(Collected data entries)

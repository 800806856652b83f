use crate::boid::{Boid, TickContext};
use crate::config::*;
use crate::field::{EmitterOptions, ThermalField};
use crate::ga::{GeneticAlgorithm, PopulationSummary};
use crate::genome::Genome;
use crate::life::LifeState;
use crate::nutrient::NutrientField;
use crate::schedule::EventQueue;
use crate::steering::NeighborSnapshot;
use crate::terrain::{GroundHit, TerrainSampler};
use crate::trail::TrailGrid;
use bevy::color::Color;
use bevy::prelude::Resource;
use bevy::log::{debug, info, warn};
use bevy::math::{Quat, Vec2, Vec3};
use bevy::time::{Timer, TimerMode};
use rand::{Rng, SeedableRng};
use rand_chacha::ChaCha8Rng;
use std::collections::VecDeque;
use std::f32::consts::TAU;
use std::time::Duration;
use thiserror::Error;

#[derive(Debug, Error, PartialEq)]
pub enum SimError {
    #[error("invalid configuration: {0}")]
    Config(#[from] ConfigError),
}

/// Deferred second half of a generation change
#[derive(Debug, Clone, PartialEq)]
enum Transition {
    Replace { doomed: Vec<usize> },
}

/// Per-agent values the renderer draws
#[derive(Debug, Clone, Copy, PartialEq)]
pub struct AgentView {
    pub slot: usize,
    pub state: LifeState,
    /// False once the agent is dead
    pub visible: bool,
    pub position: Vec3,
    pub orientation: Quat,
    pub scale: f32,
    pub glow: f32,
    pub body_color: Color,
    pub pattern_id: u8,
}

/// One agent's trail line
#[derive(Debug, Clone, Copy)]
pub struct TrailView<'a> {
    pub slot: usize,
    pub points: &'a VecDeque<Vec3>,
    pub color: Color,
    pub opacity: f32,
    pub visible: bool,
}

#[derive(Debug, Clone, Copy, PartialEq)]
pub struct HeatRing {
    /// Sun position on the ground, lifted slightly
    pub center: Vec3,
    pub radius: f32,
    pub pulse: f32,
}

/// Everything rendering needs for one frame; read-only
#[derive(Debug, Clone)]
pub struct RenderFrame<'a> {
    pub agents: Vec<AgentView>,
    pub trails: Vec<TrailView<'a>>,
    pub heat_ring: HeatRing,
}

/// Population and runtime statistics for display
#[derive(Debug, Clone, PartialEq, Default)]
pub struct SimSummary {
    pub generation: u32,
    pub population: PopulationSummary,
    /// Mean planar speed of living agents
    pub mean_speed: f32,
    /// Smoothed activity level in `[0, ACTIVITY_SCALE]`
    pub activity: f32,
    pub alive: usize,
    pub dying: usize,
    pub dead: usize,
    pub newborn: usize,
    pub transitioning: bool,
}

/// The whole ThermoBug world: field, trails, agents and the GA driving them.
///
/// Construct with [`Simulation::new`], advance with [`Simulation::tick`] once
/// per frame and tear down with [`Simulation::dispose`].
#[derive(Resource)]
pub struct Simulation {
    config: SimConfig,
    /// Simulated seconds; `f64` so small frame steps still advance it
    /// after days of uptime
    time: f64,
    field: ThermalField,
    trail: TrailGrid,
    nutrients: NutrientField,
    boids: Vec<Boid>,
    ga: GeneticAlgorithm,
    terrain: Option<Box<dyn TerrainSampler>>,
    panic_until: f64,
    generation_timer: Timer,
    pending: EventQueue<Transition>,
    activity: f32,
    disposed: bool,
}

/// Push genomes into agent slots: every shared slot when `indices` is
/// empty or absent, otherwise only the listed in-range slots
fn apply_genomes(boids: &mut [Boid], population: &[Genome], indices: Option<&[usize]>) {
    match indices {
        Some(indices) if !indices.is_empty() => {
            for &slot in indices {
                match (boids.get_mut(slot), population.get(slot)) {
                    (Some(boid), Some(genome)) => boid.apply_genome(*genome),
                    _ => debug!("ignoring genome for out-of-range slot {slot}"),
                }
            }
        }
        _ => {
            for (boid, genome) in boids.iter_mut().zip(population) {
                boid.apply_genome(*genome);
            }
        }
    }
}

* * *

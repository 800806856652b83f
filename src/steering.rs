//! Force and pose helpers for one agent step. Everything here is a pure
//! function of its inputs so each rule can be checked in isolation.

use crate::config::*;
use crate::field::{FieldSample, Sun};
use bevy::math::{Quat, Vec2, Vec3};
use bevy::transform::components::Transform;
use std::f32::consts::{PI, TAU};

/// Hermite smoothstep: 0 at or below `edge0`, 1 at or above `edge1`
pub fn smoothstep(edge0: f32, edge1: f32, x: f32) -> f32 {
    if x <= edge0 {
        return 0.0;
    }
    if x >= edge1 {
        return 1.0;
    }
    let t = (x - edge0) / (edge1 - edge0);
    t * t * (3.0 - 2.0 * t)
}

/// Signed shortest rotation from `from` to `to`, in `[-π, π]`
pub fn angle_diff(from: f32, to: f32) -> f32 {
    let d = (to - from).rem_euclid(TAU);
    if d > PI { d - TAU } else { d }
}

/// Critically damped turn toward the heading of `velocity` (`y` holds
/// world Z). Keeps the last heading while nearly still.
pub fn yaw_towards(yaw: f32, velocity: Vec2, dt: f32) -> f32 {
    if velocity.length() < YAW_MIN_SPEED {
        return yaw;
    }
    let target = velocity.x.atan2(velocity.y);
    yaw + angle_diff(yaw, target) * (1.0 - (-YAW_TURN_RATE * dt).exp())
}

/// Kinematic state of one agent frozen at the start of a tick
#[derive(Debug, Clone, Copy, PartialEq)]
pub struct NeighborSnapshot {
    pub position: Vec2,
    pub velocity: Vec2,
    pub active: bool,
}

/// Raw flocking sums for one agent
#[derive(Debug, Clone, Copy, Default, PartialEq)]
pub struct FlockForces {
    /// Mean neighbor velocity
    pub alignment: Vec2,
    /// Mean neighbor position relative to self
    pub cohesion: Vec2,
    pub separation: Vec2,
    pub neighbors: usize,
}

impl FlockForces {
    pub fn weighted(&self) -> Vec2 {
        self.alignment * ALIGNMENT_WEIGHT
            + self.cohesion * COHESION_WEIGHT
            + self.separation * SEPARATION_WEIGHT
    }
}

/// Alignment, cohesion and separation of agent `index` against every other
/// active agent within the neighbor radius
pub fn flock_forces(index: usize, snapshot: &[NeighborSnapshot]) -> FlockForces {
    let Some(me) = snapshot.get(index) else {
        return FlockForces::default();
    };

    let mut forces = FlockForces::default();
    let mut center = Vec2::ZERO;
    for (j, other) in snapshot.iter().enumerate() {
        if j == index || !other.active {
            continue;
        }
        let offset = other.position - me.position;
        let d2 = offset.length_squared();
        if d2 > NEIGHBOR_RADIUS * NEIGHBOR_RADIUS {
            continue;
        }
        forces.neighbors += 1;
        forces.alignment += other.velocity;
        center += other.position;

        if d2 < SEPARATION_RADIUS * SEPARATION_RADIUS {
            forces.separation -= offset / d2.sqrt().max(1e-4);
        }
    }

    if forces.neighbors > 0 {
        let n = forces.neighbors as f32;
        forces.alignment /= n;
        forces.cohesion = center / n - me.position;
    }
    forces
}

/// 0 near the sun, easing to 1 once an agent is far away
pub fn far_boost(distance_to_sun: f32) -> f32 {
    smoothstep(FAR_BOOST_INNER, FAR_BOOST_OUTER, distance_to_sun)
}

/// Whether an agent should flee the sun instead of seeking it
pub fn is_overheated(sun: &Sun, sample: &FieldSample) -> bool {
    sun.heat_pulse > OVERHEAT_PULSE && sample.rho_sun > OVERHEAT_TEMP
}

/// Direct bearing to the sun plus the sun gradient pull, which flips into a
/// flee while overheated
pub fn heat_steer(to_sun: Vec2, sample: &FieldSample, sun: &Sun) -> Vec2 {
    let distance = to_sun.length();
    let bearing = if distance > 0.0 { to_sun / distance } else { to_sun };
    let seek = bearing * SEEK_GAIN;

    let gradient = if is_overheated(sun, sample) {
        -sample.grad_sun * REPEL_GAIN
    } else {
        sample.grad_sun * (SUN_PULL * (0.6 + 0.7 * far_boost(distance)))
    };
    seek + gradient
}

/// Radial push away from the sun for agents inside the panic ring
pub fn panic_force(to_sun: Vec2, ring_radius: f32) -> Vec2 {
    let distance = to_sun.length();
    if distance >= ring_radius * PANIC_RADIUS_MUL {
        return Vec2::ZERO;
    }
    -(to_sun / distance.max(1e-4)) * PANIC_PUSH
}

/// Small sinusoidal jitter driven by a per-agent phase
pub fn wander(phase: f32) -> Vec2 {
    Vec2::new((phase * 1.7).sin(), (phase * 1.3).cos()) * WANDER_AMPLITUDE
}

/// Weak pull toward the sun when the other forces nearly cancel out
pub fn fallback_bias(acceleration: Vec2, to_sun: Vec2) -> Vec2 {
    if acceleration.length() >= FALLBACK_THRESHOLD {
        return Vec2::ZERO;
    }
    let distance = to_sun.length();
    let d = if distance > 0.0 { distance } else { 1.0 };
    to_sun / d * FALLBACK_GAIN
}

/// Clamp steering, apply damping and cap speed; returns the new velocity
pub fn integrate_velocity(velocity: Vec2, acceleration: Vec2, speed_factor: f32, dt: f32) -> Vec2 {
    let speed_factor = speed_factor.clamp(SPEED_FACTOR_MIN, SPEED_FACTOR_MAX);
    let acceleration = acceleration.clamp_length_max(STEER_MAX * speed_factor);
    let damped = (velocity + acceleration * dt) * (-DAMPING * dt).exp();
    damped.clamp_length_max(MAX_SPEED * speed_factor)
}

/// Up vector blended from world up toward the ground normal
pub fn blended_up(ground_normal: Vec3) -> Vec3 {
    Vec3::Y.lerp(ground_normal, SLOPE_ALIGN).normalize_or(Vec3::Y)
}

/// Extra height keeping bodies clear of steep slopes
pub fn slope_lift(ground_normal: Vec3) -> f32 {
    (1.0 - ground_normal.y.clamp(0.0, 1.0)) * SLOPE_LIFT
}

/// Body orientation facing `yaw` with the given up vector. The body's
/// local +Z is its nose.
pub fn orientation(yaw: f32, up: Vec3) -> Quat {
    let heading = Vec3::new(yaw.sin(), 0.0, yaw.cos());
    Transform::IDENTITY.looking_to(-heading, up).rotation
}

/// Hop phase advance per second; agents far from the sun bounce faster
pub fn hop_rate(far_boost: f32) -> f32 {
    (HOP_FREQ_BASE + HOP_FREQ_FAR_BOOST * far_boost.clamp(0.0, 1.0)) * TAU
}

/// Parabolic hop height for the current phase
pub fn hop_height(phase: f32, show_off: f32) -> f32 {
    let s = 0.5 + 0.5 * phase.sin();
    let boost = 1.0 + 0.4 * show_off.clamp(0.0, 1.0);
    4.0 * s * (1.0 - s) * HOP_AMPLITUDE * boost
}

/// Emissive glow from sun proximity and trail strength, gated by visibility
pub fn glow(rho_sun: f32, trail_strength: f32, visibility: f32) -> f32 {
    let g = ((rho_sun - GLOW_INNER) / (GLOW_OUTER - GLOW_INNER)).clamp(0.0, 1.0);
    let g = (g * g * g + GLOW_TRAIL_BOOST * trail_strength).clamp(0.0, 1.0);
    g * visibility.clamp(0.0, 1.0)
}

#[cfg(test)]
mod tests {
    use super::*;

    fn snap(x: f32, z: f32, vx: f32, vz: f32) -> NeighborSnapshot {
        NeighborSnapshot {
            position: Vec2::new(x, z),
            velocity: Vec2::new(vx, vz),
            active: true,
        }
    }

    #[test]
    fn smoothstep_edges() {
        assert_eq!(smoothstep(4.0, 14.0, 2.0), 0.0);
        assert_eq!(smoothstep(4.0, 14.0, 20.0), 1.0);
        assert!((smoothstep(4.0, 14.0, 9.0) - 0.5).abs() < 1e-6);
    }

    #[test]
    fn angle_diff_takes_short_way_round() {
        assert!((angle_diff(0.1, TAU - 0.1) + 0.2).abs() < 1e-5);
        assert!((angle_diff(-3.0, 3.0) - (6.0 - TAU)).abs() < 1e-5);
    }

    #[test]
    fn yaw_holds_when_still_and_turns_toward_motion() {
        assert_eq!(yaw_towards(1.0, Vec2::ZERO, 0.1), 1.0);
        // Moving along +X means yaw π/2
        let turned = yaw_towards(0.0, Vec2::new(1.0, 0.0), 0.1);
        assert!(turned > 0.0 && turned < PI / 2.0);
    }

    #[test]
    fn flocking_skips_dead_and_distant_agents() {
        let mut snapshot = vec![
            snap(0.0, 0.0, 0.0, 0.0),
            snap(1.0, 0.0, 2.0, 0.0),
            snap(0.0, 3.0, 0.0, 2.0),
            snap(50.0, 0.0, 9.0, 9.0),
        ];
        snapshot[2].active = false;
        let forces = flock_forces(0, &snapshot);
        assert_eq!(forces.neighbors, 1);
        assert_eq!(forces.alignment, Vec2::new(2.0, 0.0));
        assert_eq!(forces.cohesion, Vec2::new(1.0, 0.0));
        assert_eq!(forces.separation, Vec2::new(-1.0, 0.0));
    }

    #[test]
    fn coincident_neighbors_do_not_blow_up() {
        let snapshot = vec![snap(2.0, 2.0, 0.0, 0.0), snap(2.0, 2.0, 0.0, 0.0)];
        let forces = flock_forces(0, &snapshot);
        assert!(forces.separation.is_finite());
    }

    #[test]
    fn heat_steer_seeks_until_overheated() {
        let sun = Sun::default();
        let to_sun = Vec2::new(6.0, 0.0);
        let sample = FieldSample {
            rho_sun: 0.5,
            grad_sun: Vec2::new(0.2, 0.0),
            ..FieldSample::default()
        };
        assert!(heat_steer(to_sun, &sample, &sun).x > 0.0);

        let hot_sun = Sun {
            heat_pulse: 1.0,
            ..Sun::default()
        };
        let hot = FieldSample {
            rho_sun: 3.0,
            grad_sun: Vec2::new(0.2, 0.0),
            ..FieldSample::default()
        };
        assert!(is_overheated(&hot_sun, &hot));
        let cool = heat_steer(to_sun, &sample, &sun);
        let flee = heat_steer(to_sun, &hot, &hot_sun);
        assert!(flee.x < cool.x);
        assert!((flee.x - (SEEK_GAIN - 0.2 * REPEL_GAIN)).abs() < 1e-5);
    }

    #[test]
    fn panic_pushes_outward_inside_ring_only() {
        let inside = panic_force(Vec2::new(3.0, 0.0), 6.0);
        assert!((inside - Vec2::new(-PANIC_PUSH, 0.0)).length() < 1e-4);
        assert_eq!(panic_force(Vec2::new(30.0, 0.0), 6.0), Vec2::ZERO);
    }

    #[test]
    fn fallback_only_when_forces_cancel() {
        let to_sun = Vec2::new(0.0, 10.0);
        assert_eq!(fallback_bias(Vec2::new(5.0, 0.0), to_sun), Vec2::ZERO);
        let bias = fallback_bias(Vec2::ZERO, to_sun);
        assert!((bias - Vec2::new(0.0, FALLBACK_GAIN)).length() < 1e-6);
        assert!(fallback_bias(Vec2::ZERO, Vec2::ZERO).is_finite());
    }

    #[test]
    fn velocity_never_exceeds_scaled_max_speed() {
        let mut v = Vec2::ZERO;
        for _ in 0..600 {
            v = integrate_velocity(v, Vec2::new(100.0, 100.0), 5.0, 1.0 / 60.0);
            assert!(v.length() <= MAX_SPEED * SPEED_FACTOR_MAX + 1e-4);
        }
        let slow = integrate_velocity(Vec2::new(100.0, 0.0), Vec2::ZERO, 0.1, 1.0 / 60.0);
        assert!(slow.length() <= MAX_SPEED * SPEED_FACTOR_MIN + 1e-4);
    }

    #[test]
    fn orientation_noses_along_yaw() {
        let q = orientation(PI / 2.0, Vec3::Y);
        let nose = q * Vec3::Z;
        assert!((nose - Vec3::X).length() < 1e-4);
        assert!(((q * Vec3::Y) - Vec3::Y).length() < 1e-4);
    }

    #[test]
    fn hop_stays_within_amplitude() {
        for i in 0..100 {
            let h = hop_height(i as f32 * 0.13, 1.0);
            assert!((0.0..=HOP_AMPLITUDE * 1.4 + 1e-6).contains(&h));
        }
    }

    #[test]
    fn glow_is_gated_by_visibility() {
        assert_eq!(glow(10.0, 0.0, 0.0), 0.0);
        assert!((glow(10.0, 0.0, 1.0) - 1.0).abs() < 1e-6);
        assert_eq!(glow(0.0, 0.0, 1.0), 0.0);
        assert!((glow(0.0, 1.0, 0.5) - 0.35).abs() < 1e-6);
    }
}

■ WHAT THE TASK REQUIRES
"TrailView" is the word to look for; copy every line of the data that has it.

■ RESPONSE
pub struct TrailView<'a> {
    pub trails: Vec<TrailView<'a>>,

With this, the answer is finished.